De vrijheid van meningsuiting, waarin artikel 10 voorziet, is bijvoorbeeld “onderworpen aan bepaalde formaliteiten, voorwaarden, beperkingen of sancties, die bij de wet zijn voorzien en die in een democratische samenleving noodzakelijk (proportioneel en subsidiair) zijn in het belang van de nationale veiligheid, territoriale integriteit of openbare veiligheid, het voorkomen van wanordelijkheden en strafbare feiten, de bescherming van de gezondheid of de goede zeden, de bescherming van de goede naam of de rechten van anderen, om de verspreiding van vertrouwelijke mededelingen te voorkomen of om het gezag en de onpartijdigheid van de rechterlijke macht te waarborgen.”.
Bovendien erkent geen enkele autoriteit, zelfs niet het Europese Hof voor de Rechten van de Mens, het recht, op zeer zeldzame uitzonderingen na, het recht om te verifiëren of de aldus uitgevoerde maatregelen (om af te wijken van de bepalingen van het verdrag) echt “noodzakelijk zijn in een democratische samenleving.”.
Staten hoeven bijvoorbeeld slechts een beroep te doen op de bescherming van de volksgezondheid om de meest fundamentele rechten te vernietigen – wat dus ook gebeurt. Een juiste interpretatie van de teksten van het verdrag zou veronderstellen dat rechters kunnen nagaan of de maatregelen ècht nodig zijn voor de bescherming van de volksgezondheid. In de praktijk zien zij vanwege een enge opvatting van de scheiding der machten praktisch altijd af van deze verificatie, aangezien dit de verantwoordelijkheid is, afhankelijk van het geval, van de wetgevende of de uitvoerende macht. Het vier-handen-op-één-buik-principe.

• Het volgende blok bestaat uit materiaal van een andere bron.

//! Markdown/MDX page parsing for docket.
//!
//! Extracts YAML frontmatter, renders Markdown bodies to HTML with unique
//! heading anchors and highlighted code blocks, and collects a table of
//! contents.

pub mod frontmatter;
pub mod highlight;
pub mod parser;
pub mod slug;

pub use frontmatter::{Frontmatter, FrontmatterError};
pub use highlight::{code_block, highlight_code, theme_css};
pub use parser::{
    parse_mdx, render_markdown, rewrite_link, ParseError, ParsedDoc, RenderOptions, RenderedDoc,
    TocEntry,
};
pub use slug::{slugify, HeadingIds};
//! WebSocket-based live reload.

use serde::{Deserialize, Serialize};
use tokio::sync::broadcast;

/// Path of the live reload WebSocket endpoint.
pub const LIVE_RELOAD_PATH: &str = "/__livereload";

/// Path of the live reload client script.
pub const LIVE_RELOAD_SCRIPT_PATH: &str = "/__livereload.js";

/// Messages sent to connected browsers.
#[derive(Debug, Clone, PartialEq, Serialize, Deserialize)]
#[serde(tag = "type", rename_all = "snake_case")]
pub enum ReloadMessage {
    /// Connection established
    Connected,

    /// The site was rebuilt; reload the page
    Reload,

    /// A rebuild failed; the page stays as it is
    BuildFailed {
        /// Build error message
        message: String,
    },
}

/// Hub for broadcasting reload messages to all connected browsers.
#[derive(Debug, Clone)]
pub struct ReloadHub {
    sender: broadcast::Sender<ReloadMessage>,
}

impl ReloadHub {
    pub fn new() -> Self {
        let (sender, _) = broadcast::channel(16);
        Self { sender }
    }

    /// Send a message to all connected browsers.
    pub fn send(&self, msg: ReloadMessage) {
        // No receivers just means no browser is open.
        let _ = self.sender.send(msg);
    }

    pub fn subscribe(&self) -> broadcast::Receiver<ReloadMessage> {
        self.sender.subscribe()
    }

    /// Number of connected browsers.
    pub fn subscriber_count(&self) -> usize {
        self.sender.receiver_count()
    }
}

impl Default for ReloadHub {
    fn default() -> Self {
        Self::new()
    }
}

/// Client-side live reload script, served at [`LIVE_RELOAD_SCRIPT_PATH`].
///
/// Connects back to whatever host served the page and reloads when the
/// server reports a rebuild. After the server restarts, the first
/// successful reconnect also reloads.
pub fn live_reload_script() -> &'static str {
    LIVE_RELOAD_SCRIPT
}

const LIVE_RELOAD_SCRIPT: &str = r#"(function() {
  'use strict';

  var protocol = location.protocol === 'https:' ? 'wss:' : 'ws:';
  var url = protocol + '//' + location.host + '/__livereload';
  var maxAttempts = 10;

  function connect(attempt) {
    var ws = new WebSocket(url);

    ws.onopen = function() {
      if (attempt > 0) {
        location.reload();
      }
    };

    ws.onmessage = function(event) {
      var msg = JSON.parse(event.data);
      switch (msg.type) {
        case 'reload':
          location.reload();
          break;
        case 'build_failed':
          console.error('[docket] Build failed:', msg.message);
          break;
      }
    };

    ws.onclose = function() {
      if (attempt < maxAttempts) {
        setTimeout(function() { connect(attempt + 1); }, 1000 * (attempt + 1));
      }
    };
  }

  connect(0);
})();
"#;
//! Static site generator for docket documentation.
//!
//! Builds a static site from a `docs.json` manifest and the Markdown/MDX
//! pages it lists. Output uses relative links only, so it can be opened
//! from disk or hosted under any path.

pub mod assets;
pub mod builder;
pub mod manifest;
pub mod templates;

pub use builder::{BuildConfig, BuildError, BuildResult, StaticBuilder};
pub use manifest::{Favicon, Manifest, ManifestError, DEFAULT_PRIMARY};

Dit alles is niet in overeenstemming met het idee van grondrechten dat bijvoorbeeld bij de Founding Fathers van de Amerikaanse grondwet heerste. Voor hen gold het enige echte sociale contract dat in een democratie de meerderheid beslist op voorwaarde dat de fundamentele rechten die op zichzelf absoluut zijn, gerespecteerd worden.
We zien dat regeringen vandaag de dag, door een groot aantal voorwendsels uit de hoge hoed te toveren, waaronder een zogenaamde verdediging tegen een nieuw virus, burgers kan veranderen in onderwerpen die onderworpen zijn aan politiecontroles. Niet alleen ’s nachts, bijvoorbeeld vanwege (de wens tot het invoeren van) een avondklok, maar om veel redenen ook gedurende de dag, waaronder het Kerstfeest vieren met de hele familie.
Dit is het eerste project dat is opgestart sinds het begin van Covid-19: het wijzigen van de fundamentele wetten van de burgers om de (o.a. door Brussel) gewenste machtsconcentratie te versterken.